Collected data
====

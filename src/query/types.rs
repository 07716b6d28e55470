//! Types shared by the query pipeline.
//!
//! A question is classified into an [`Intent`], translated into a
//! [`DataQuery`], executed into a [`QueryResult`] and rendered as text.

use crate::db::RepositoryRecord;

/// How many repositories `ListRecent` shows when the question names no number
pub const DEFAULT_RECENT_LIMIT: usize = 10;

/// Upper bound for an explicit `ListRecent` limit
pub const MAX_RECENT_LIMIT: usize = 100;

/// How many rows the owner/technology listings render before truncating
pub const DEFAULT_LIST_LIMIT: usize = 50;

// ============================================================================
// Intent
// ============================================================================

/// Classified purpose of a question, with the entities it needs.
#[derive(Debug, Clone, PartialEq, Eq)]
pub enum Intent {
    /// "¿Cuántos repositorios hay?"
    CountAll,
    /// "¿Qué repositorios tiene facebook?"
    ListByOwner { owner: String },
    /// "¿Quién es el dueño del repositorio react?"
    OwnerOfRepo { repo_name: String },
    /// "¿Qué tecnologías usa el repositorio react?"
    TechnologiesOfRepo { repo_name: String },
    /// "repositorios que usan Python"
    ListByTechnology { technology: String },
    /// "¿Cuántos repositorios usan Docker?"
    CountByTechnology { technology: String },
    /// "repositorios no identificados"
    ListUnidentified,
    /// "últimos 5 repositorios analizados"
    ListRecent { limit: usize },
    /// "estadísticas"
    Statistics,
    /// Nothing matched; answered through the fallback path
    Unknown,
}

impl Intent {
    /// Stable tag stored alongside cached answers
    pub fn tag(&self) -> &'static str {
        match self {
            Intent::CountAll => "count_all",
            Intent::ListByOwner { .. } => "list_by_owner",
            Intent::OwnerOfRepo { .. } => "owner_of_repo",
            Intent::TechnologiesOfRepo { .. } => "technologies_of_repo",
            Intent::ListByTechnology { .. } => "list_by_technology",
            Intent::CountByTechnology { .. } => "count_by_technology",
            Intent::ListUnidentified => "list_unidentified",
            Intent::ListRecent { .. } => "list_recent",
            Intent::Statistics => "statistics",
            Intent::Unknown => "unknown",
        }
    }

    pub fn is_unknown(&self) -> bool {
        matches!(self, Intent::Unknown)
    }
}

// ============================================================================
// Data queries and their results
// ============================================================================

/// A parameterized, read-only query against the catalog.
#[derive(Debug, Clone, PartialEq, Eq)]
pub enum DataQuery {
    CountAll,
    FilterByOwner { owner: String },
    FindByRepoName { repo_name: String },
    FilterByTechnology { technology: String },
    CountByTechnology { technology: String },
    ListUnidentified,
    /// Fetches one row past `limit` so the formatter can tell there is more
    ListRecentAnalyzed { limit: usize },
    Statistics,
}

/// A slice of repositories plus what is needed to render an overflow hint.
#[derive(Debug, Clone)]
pub struct RepositoryPage {
    pub items: Vec<RepositoryRecord>,
    /// Rows to render at most
    pub limit: usize,
    /// Exact number of matches, when known
    pub total: Option<usize>,
}

impl RepositoryPage {
    /// A page holding every match
    pub fn complete(items: Vec<RepositoryRecord>, limit: usize) -> Self {
        let total = items.len();
        Self {
            items,
            limit,
            total: Some(total),
        }
    }

    pub fn is_empty(&self) -> bool {
        self.items.is_empty()
    }

    pub fn visible(&self) -> &[RepositoryRecord] {
        let end = self.items.len().min(self.limit);
        &self.items[..end]
    }

    pub fn has_more(&self) -> bool {
        self.items.len() > self.limit || self.total.is_some_and(|t| t > self.limit)
    }
}

/// Aggregate numbers for the statistics intent.
#[derive(Debug, Clone, PartialEq, Eq)]
pub struct CatalogStatistics {
    pub total: i64,
    pub identified: i64,
    /// Most used technologies with their repository counts
    pub top_technologies: Vec<(String, i64)>,
    /// Owners with the most repositories
    pub top_owners: Vec<(String, i64)>,
}

impl CatalogStatistics {
    pub fn unidentified(&self) -> i64 {
        self.total - self.identified
    }

    pub fn identification_rate(&self) -> f64 {
        if self.total == 0 {
            0.0
        } else {
            self.identified as f64 * 100.0 / self.total as f64
        }
    }
}

/// Outcome of executing a [`DataQuery`].
#[derive(Debug, Clone)]
pub enum QueryResult {
    Count(i64),
    Repositories(RepositoryPage),
    Statistics(CatalogStatistics),
}
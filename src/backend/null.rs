// Backend used when no completion service is configured. Never answers.

use super::{BackendError, CompletionBackend};
use async_trait::async_trait;
use std::time::Duration;

#[derive(Debug, Default, Clone, Copy)]
pub struct NullBackend;

#[async_trait]
impl CompletionBackend for NullBackend {
    fn name(&self) -> &str {
        "none"
    }

    fn is_available(&self) -> bool {
        false
    }

    async fn complete(&self, _prompt: &str, _timeout: Duration) -> Result<String, BackendError> {
        Err(BackendError::Unavailable(
            "no completion backend configured".to_string(),
        ))
    }
}
/// SQL query functions for catalog operations
///
/// Name and owner comparisons are case-insensitive (`COLLATE NOCASE`).
/// Technologies live in a JSON array column and are matched through `json_each`.

use crate::db::models::*;
use crate::db::Database;
use crate::error::Result;
use sqlx::Row;
use std::collections::BTreeSet;

impl Database {
    /// Insert a repository or update the existing row with the same URL
    ///
    /// `created_at` is kept from the first insert and `updated_at` is refreshed.
    /// A `pending` input never moves an analyzed/errored row back to pending.
    ///
    /// # Returns
    /// * `Ok(i64)` - The repository ID
    /// * `Err(CatalogError)` - If database operation fails
    pub async fn upsert_repository(&self, input: RepositoryInput) -> Result<i64> {
        let technologies = input.technologies_json()?;
        let is_identified = input.is_identified();
        // Explanations only make sense for repositories we couldn't identify
        let ai_explanation = if is_identified {
            None
        } else {
            input.ai_explanation
        };
        let now = now_timestamp();

        let result = sqlx::query(
            r#"
            INSERT INTO repositories
                (url, owner_name, repo_name, technologies, is_identified, status, ai_explanation, created_at, updated_at)
            VALUES (?, ?, ?, ?, ?, ?, ?, ?, ?)
            ON CONFLICT(url) DO UPDATE SET
                owner_name = excluded.owner_name,
                repo_name = excluded.repo_name,
                technologies = CASE WHEN excluded.status = 'pending' THEN repositories.technologies ELSE excluded.technologies END,
                is_identified = CASE WHEN excluded.status = 'pending' THEN repositories.is_identified ELSE excluded.is_identified END,
                status = CASE WHEN excluded.status = 'pending' THEN repositories.status ELSE excluded.status END,
                ai_explanation = CASE WHEN excluded.status = 'pending' THEN repositories.ai_explanation ELSE excluded.ai_explanation END,
                updated_at = MAX(excluded.updated_at, repositories.created_at)
            RETURNING id
            "#,
        )
        .bind(&input.url)
        .bind(&input.owner_name)
        .bind(&input.repo_name)
        .bind(technologies)
        .bind(is_identified)
        .bind(input.status.as_str())
        .bind(ai_explanation)
        .bind(&now)
        .bind(&now)
        .fetch_one(self.pool())
        .await?;

        Ok(result.get(0))
    }

    /// Get a repository by its URL
    pub async fn get_repository_by_url(&self, url: &str) -> Result<Option<RepositoryRecord>> {
        let repo = sqlx::query_as::<_, RepositoryRecord>("SELECT * FROM repositories WHERE url = ?")
            .bind(url)
            .fetch_optional(self.pool())
            .await?;

        Ok(repo)
    }

    /// Get all repositories, newest first
    ///
    /// # Arguments
    /// * `limit` - Optional cap on the number of rows
    pub async fn all_repositories(&self, limit: Option<i64>) -> Result<Vec<RepositoryRecord>> {
        // LIMIT -1 means no limit in SQLite
        let repos = sqlx::query_as::<_, RepositoryRecord>(
            "SELECT * FROM repositories ORDER BY created_at DESC, id DESC LIMIT ?",
        )
        .bind(limit.unwrap_or(-1))
        .fetch_all(self.pool())
        .await?;

        Ok(repos)
    }

    /// Total number of repositories
    pub async fn count_repositories(&self) -> Result<i64> {
        let count: (i64,) = sqlx::query_as("SELECT COUNT(*) FROM repositories")
            .fetch_one(self.pool())
            .await?;

        Ok(count.0)
    }

    /// Number of repositories with at least one detected technology
    pub async fn count_identified_repositories(&self) -> Result<i64> {
        let count: (i64,) =
            sqlx::query_as("SELECT COUNT(*) FROM repositories WHERE is_identified = 1")
                .fetch_one(self.pool())
                .await?;

        Ok(count.0)
    }

    /// Repositories belonging to an owner
    pub async fn get_repositories_by_owner(&self, owner: &str) -> Result<Vec<RepositoryRecord>> {
        let repos = sqlx::query_as::<_, RepositoryRecord>(
            "SELECT * FROM repositories WHERE owner_name = ? COLLATE NOCASE ORDER BY repo_name COLLATE NOCASE",
        )
        .bind(owner)
        .fetch_all(self.pool())
        .await?;

        Ok(repos)
    }

    /// Repositories with a given name, across all owners
    pub async fn get_repositories_by_name(&self, name: &str) -> Result<Vec<RepositoryRecord>> {
        let repos = sqlx::query_as::<_, RepositoryRecord>(
            "SELECT * FROM repositories WHERE repo_name = ? COLLATE NOCASE ORDER BY owner_name COLLATE NOCASE",
        )
        .bind(name)
        .fetch_all(self.pool())
        .await?;

        Ok(repos)
    }

    /// Repositories using a technology
    pub async fn get_repositories_by_technology(
        &self,
        technology: &str,
    ) -> Result<Vec<RepositoryRecord>> {
        let repos = sqlx::query_as::<_, RepositoryRecord>(
            r#"
            SELECT * FROM repositories
            WHERE EXISTS (
                SELECT 1 FROM json_each(repositories.technologies) AS tech
                WHERE LOWER(tech.value) = LOWER(?)
            )
            ORDER BY owner_name COLLATE NOCASE, repo_name COLLATE NOCASE
            "#,
        )
        .bind(technology)
        .fetch_all(self.pool())
        .await?;

        Ok(repos)
    }

    /// Number of repositories using a technology
    pub async fn count_repositories_by_technology(&self, technology: &str) -> Result<i64> {
        let count: (i64,) = sqlx::query_as(
            r#"
            SELECT COUNT(*) FROM repositories
            WHERE EXISTS (
                SELECT 1 FROM json_each(repositories.technologies) AS tech
                WHERE LOWER(tech.value) = LOWER(?)
            )
            "#,
        )
        .bind(technology)
        .fetch_one(self.pool())
        .await?;

        Ok(count.0)
    }

    /// Repositories where no technology was detected
    pub async fn get_unidentified_repositories(&self) -> Result<Vec<RepositoryRecord>> {
        let repos = sqlx::query_as::<_, RepositoryRecord>(
            "SELECT * FROM repositories WHERE is_identified = 0 ORDER BY created_at DESC, id DESC",
        )
        .fetch_all(self.pool())
        .await?;

        Ok(repos)
    }

    /// Most recently analyzed repositories
    pub async fn get_recent_analyzed(&self, limit: i64) -> Result<Vec<RepositoryRecord>> {
        let repos = sqlx::query_as::<_, RepositoryRecord>(
            "SELECT * FROM repositories WHERE status = 'analyzed' ORDER BY updated_at DESC, id DESC LIMIT ?",
        )
        .bind(limit)
        .fetch_all(self.pool())
        .await?;

        Ok(repos)
    }

    /// Every technology that appears on at least one repository
    pub async fn get_distinct_technologies(&self) -> Result<BTreeSet<String>> {
        let rows: Vec<(String,)> = sqlx::query_as(
            "SELECT DISTINCT tech.value FROM repositories, json_each(repositories.technologies) AS tech",
        )
        .fetch_all(self.pool())
        .await?;

        Ok(rows.into_iter().map(|(tech,)| tech).collect())
    }

    /// Every owner in the catalog
    pub async fn get_distinct_owners(&self) -> Result<BTreeSet<String>> {
        let rows: Vec<(String,)> = sqlx::query_as("SELECT DISTINCT owner_name FROM repositories")
            .fetch_all(self.pool())
            .await?;

        Ok(rows.into_iter().map(|(owner,)| owner).collect())
    }

    /// Repository count per technology, most used first
    pub async fn get_technology_counts(&self) -> Result<Vec<(String, i64)>> {
        let rows: Vec<(String, i64)> = sqlx::query_as(
            r#"
            SELECT tech.value AS technology, COUNT(*) AS uses
            FROM repositories, json_each(repositories.technologies) AS tech
            GROUP BY tech.value
            ORDER BY uses DESC, technology ASC
            "#,
        )
        .fetch_all(self.pool())
        .await?;

        Ok(rows)
    }

    /// (owner, repositories) with the most active owners first
    pub async fn get_owner_counts(&self) -> Result<Vec<(String, i64)>> {
        let rows: Vec<(String, i64)> = sqlx::query_as(
            r#"
            SELECT owner_name, COUNT(*) AS repos
            FROM repositories
            GROUP BY owner_name
            ORDER BY repos DESC, owner_name ASC
            "#,
        )
        .fetch_all(self.pool())
        .await?;

        Ok(rows)
    }

    /// Replace the technology reference table
    pub async fn replace_technology_patterns(&self, patterns: &[TechnologyPattern]) -> Result<()> {
        let mut tx = self.pool().begin().await?;

        sqlx::query("DELETE FROM technology_patterns")
            .execute(&mut *tx)
            .await?;

        for pattern in patterns {
            sqlx::query(
                "INSERT INTO technology_patterns (technology_name, file_pattern, description) VALUES (?, ?, ?)",
            )
            .bind(&pattern.technology_name)
            .bind(&pattern.file_pattern)
            .bind(&pattern.description)
            .execute(&mut *tx)
            .await?;
        }

        tx.commit().await?;

        Ok(())
    }

    /// Get the stored technology reference table
    pub async fn get_technology_patterns(&self) -> Result<Vec<TechnologyPatternRow>> {
        let rows = sqlx::query_as::<_, TechnologyPatternRow>(
            "SELECT * FROM technology_patterns ORDER BY id",
        )
        .fetch_all(self.pool())
        .await?;

        Ok(rows)
    }

    /// Log a completion-backend exchange
    pub async fn save_ai_query(
        &self,
        query_text: &str,
        response_text: &str,
        query_type: &str,
    ) -> Result<i64> {
        let result = sqlx::query(
            r#"
            INSERT INTO ai_queries (query_text, response_text, query_type, created_at)
            VALUES (?, ?, ?, ?)
            RETURNING id
            "#,
        )
        .bind(query_text)
        .bind(response_text)
        .bind(query_type)
        .bind(now_timestamp())
        .fetch_one(self.pool())
        .await?;

        Ok(result.get(0))
    }

    /// Most recent logged completion-backend exchanges
    pub async fn get_ai_queries(&self, limit: i64) -> Result<Vec<AiQuery>> {
        let rows = sqlx::query_as::<_, AiQuery>(
            "SELECT * FROM ai_queries ORDER BY id DESC LIMIT ?",
        )
        .bind(limit)
        .fetch_all(self.pool())
        .await?;

        Ok(rows)
    }
}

====

(WHAT YOU HAVE TO DO) Starting at the first line of the data above, please restate word for word every line up to and including the one that holds "rendered as text.", and add nothing else.

(EXERCISE RESPONSE)
filename src/query/types.rs
repository 07716b6d28e55470
//! Types shared by the query pipeline.
//!
//! A question is classified into an [`Intent`], translated into a
//! [`DataQuery`], executed into a [`QueryResult`] and rendered as text.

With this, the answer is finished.